//! Live change feed into an ordered cart view.
//!
//! The projector subscribes to the signed-in user's cart query and, on
//! every feed event, rebuilds the whole [`CartView`] from the delivered
//! result set. Replacing instead of patching trades render cost for the
//! complete absence of merge-conflict logic; nothing here diffs.
//!
//! The subscription is the only long-lived resource in the crate. It is
//! released on every exit path: handle drop aborts the task, and a user
//! switch drops the previous feed *before* subscribing for the new user,
//! so a dangling subscription from a previous user never delivers into the
//! new user's view.

use rust_decimal::Decimal;
use tokio::sync::watch;
use tokio::task::JoinHandle;
use tracing::{debug, warn};
use velvet_bean_core::{CurrencyCode, Price};

use crate::config::SyncConfig;
use crate::identity::{CurrentUser, IdentityProvider};
use crate::line_item::{CartLine, CartLineRecord};
use crate::store::{CollectionStore, Document, Filter, Subscription};

/// The locally held projection of the user's cart.
///
/// Rebuilt wholesale on every subscription event; never partially patched.
/// `total` and `item_count` are derived on each rebuild and never cached
/// independently of `lines`.
#[derive(Debug, Clone, PartialEq)]
pub struct CartView {
    /// Cart lines in store result order.
    pub lines: Vec<CartLineRecord>,
    /// Sum of unit price times quantity across all lines.
    pub total: Price,
    /// Sum of quantities across all lines (the navbar badge).
    pub item_count: u32,
}

impl CartView {
    /// An empty cart.
    #[must_use]
    pub fn empty(currency: CurrencyCode) -> Self {
        Self {
            lines: Vec::new(),
            total: Price::new(Decimal::ZERO, currency),
            item_count: 0,
        }
    }

    /// Build a view from one full result set.
    ///
    /// Rows that fail to deserialize are skipped with a warning: the
    /// projector has read-only best-effort visibility and a malformed
    /// remote row must not take the whole view down.
    #[must_use]
    pub fn from_documents(docs: Vec<Document>, currency: CurrencyCode) -> Self {
        let lines: Vec<CartLineRecord> = docs
            .into_iter()
            .filter_map(|doc| match doc.deserialize::<CartLine>() {
                Ok(line) => Some(CartLineRecord { id: doc.id, line }),
                Err(err) => {
                    warn!(id = %doc.id, %err, "skipping malformed cart document");
                    None
                }
            })
            .collect();

        let amount: Decimal = lines.iter().map(|record| record.line_total(currency)).sum();
        let item_count = lines.iter().map(|record| record.line.quantity).sum();

        Self {
            lines,
            total: Price::new(amount, currency),
            item_count,
        }
    }

    /// Whether the cart holds no lines.
    #[must_use]
    pub fn is_empty(&self) -> bool {
        self.lines.is_empty()
    }
}

/// Handle to a running projector.
///
/// Dropping the handle tears the projector down and releases its
/// subscription.
pub struct CartViewHandle {
    rx: watch::Receiver<CartView>,
    task: JoinHandle<()>,
}

impl CartViewHandle {
    /// The current view.
    #[must_use]
    pub fn view(&self) -> CartView {
        self.rx.borrow().clone()
    }

    /// A receiver observing every view replacement.
    #[must_use]
    pub fn watch(&self) -> watch::Receiver<CartView> {
        self.rx.clone()
    }
}

impl Drop for CartViewHandle {
    fn drop(&mut self) {
        self.task.abort();
    }
}

/// Projects the store's change feed into a [`CartView`].
pub struct CartProjector;

impl CartProjector {
    /// Start projecting the signed-in user's cart.
    ///
    /// The view starts empty and tracks sign-in state: signed-out publishes
    /// an empty view immediately, and each sign-in resubscribes to that
    /// user's cart query.
    #[must_use]
    pub fn spawn<S, I>(store: S, identity: &I, config: SyncConfig) -> CartViewHandle
    where
        S: CollectionStore,
        I: IdentityProvider,
    {
        let users = identity.watch_user();
        let (tx, rx) = watch::channel(CartView::empty(config.currency));
        let task = tokio::spawn(run(store, users, tx, config));
        CartViewHandle { rx, task }
    }
}

async fn run<S: CollectionStore>(
    store: S,
    mut users: watch::Receiver<Option<CurrentUser>>,
    tx: watch::Sender<CartView>,
    config: SyncConfig,
) {
    let mut feed = resubscribe(
        &store,
        &config,
        users.borrow_and_update().clone(),
        None,
        &tx,
    );

    loop {
        tokio::select! {
            changed = users.changed() => {
                if changed.is_err() {
                    // Identity dropped; no further sign-in changes can come.
                    break;
                }
                let user = users.borrow_and_update().clone();
                feed = resubscribe(&store, &config, user, feed.take(), &tx);
            }
            event = next_event(&mut feed) => {
                match event {
                    Some(docs) => {
                        debug!(rows = docs.len(), "rebuilding cart view");
                        tx.send_replace(CartView::from_documents(docs, config.currency));
                    }
                    None => {
                        // Store closed the feed; drop it and keep serving
                        // the last view until the user changes.
                        feed = None;
                    }
                }
            }
        }
    }
}

/// Tear down `previous` and subscribe for `user`, publishing the empty view
/// on sign-out. The previous feed is dropped before the new subscription is
/// made, never after.
fn resubscribe<S: CollectionStore>(
    store: &S,
    config: &SyncConfig,
    user: Option<CurrentUser>,
    previous: Option<Subscription>,
    tx: &watch::Sender<CartView>,
) -> Option<Subscription> {
    drop(previous);

    match user {
        None => {
            tx.send_replace(CartView::empty(config.currency));
            None
        }
        Some(user) => {
            debug!(user_id = %user.id, "subscribing to cart feed");
            Some(store.subscribe(config.cart_collection.as_str(), Filter::user(user.id)))
        }
    }
}

async fn next_event(feed: &mut Option<Subscription>) -> Option<Vec<Document>> {
    match feed {
        Some(subscription) => subscription.recv().await,
        None => std::future::pending().await,
    }
}

#[cfg(test)]
mod tests {
    use super::*;
    use rust_decimal::Decimal;
    use serde_json::json;
    use velvet_bean_core::{Email, ProductId, RecordId, UserId};

    use crate::identity::SessionIdentity;
    use crate::store::MemoryStore;

    fn user(id: &str) -> CurrentUser {
        CurrentUser {
            id: UserId::new(id),
            email: Email::parse(&format!("{id}@example.com")).unwrap(),
        }
    }

    fn cart_doc(id: &str, user: &str, product: &str, cents: i64, quantity: u32) -> Document {
        Document {
            id: RecordId::new(id),
            fields: json!({
                "userId": user,
                "productId": product,
                "name": format!("Product {product}"),
                "price": Decimal::new(cents, 2).to_string(),
                "image_url": format!("/images/{product}.png"),
                "quantity": quantity,
            }),
        }
    }

    async fn insert_line(store: &MemoryStore, user: &str, product: &str, cents: i64, qty: u32) {
        let doc = cart_doc("ignored", user, product, cents, qty);
        store.insert("cart", doc.fields).await.unwrap();
    }

    async fn next_view(rx: &mut watch::Receiver<CartView>) -> CartView {
        rx.changed().await.unwrap();
        rx.borrow_and_update().clone()
    }

    #[test]
    fn test_view_derives_total_and_count() {
        let docs = vec![
            cart_doc("a", "u1", "p1", 1450, 2),
            cart_doc("b", "u1", "p2", 500, 1),
        ];
        let view = CartView::from_documents(docs, CurrencyCode::USD);

        assert_eq!(view.lines.len(), 2);
        assert_eq!(view.item_count, 3);
        assert_eq!(view.total.amount, Decimal::new(3400, 2));
        assert_eq!(view.total.to_string(), "$34.00");
    }

    #[test]
    fn test_malformed_rows_are_skipped() {
        let docs = vec![
            cart_doc("a", "u1", "p1", 1450, 1),
            Document {
                id: RecordId::new("bad"),
                fields: json!({"userId": "u1", "quantity": "not-a-number"}),
            },
        ];
        let view = CartView::from_documents(docs, CurrencyCode::USD);
        assert_eq!(view.lines.len(), 1);
        assert_eq!(view.item_count, 1);
    }

    #[tokio::test]
    async fn test_feed_sequence_is_projected_in_order() {
        let store = MemoryStore::new();
        let identity = SessionIdentity::signed_in(user("u1"));
        let handle = CartProjector::spawn(store.clone(), &identity, SyncConfig::default());
        let mut rx = handle.watch();

        // Initial snapshot: empty cart, zero total.
        let view = next_view(&mut rx).await;
        assert!(view.is_empty());
        assert_eq!(view.total.amount, Decimal::ZERO);

        insert_line(&store, "u1", "p1", 1450, 1).await;
        let view = next_view(&mut rx).await;
        assert_eq!(view.item_count, 1);
        assert_eq!(view.total.amount, Decimal::new(1450, 2));

        let id = view.lines[0].id.clone();
        store.delete("cart", &id).await.unwrap();
        let view = next_view(&mut rx).await;
        assert!(view.is_empty());
        assert_eq!(view.total.amount, Decimal::ZERO);

        drop(handle);
    }

    #[tokio::test]
    async fn test_other_users_lines_never_appear() {
        let store = MemoryStore::new();
        let identity = SessionIdentity::signed_in(user("u1"));
        let handle = CartProjector::spawn(store.clone(), &identity, SyncConfig::default());
        let mut rx = handle.watch();

        let view = next_view(&mut rx).await;
        assert!(view.is_empty());

        // A write to another user's cart re-delivers u1's (still empty)
        // result set.
        insert_line(&store, "u2", "p1", 1450, 5).await;
        let view = next_view(&mut rx).await;
        assert_eq!(view.item_count, 0);

        insert_line(&store, "u1", "p2", 500, 1).await;
        let view = next_view(&mut rx).await;
        assert_eq!(view.item_count, 1);
        assert_eq!(view.lines[0].line.product_id, ProductId::new("p2"));
    }

    #[tokio::test]
    async fn test_sign_out_empties_view() {
        let store = MemoryStore::new();
        insert_line(&store, "u1", "p1", 1450, 2).await;

        let identity = SessionIdentity::signed_in(user("u1"));
        let handle = CartProjector::spawn(store.clone(), &identity, SyncConfig::default());
        let mut rx = handle.watch();

        let view = next_view(&mut rx).await;
        assert_eq!(view.item_count, 2);

        identity.sign_out();
        let view = next_view(&mut rx).await;
        assert!(view.is_empty());
    }

    #[tokio::test]
    async fn test_user_switch_resubscribes_without_cross_delivery() {
        let store = MemoryStore::new();
        insert_line(&store, "alice", "p1", 1450, 3).await;
        insert_line(&store, "bob", "p2", 500, 1).await;

        let identity = SessionIdentity::signed_in(user("alice"));
        let handle = CartProjector::spawn(store.clone(), &identity, SyncConfig::default());
        let mut rx = handle.watch();

        let view = next_view(&mut rx).await;
        assert_eq!(view.item_count, 3);

        identity.sign_in(user("bob"));
        let view = next_view(&mut rx).await;
        assert_eq!(view.item_count, 1);
        assert_eq!(view.lines[0].line.user_id, UserId::new("bob"));

        // A write to alice's cart after the switch must not reach the view.
        insert_line(&store, "alice", "p3", 100, 1).await;
        insert_line(&store, "bob", "p4", 200, 2).await;
        let view = next_view(&mut rx).await;
        assert_eq!(view.item_count, 3);
        assert!(view.lines.iter().all(|r| r.line.user_id == UserId::new("bob")));
    }

    #[tokio::test]
    async fn test_drop_releases_subscription() {
        let store = MemoryStore::new();
        let identity = SessionIdentity::signed_in(user("u1"));
        let handle = CartProjector::spawn(store.clone(), &identity, SyncConfig::default());

        // Let the task register its subscription.
        tokio::task::yield_now().await;
        drop(handle);
        tokio::task::yield_now().await;

        // Writes after teardown go nowhere; nothing panics on the closed
        // channel and the store forgets the subscriber.
        insert_line(&store, "u1", "p1", 1450, 1).await;
        assert_eq!(store.len("cart"), 1);
    }
}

________________________________________

### Problem description
Write only the number of lines in the listing that include "across".

### Answer area
2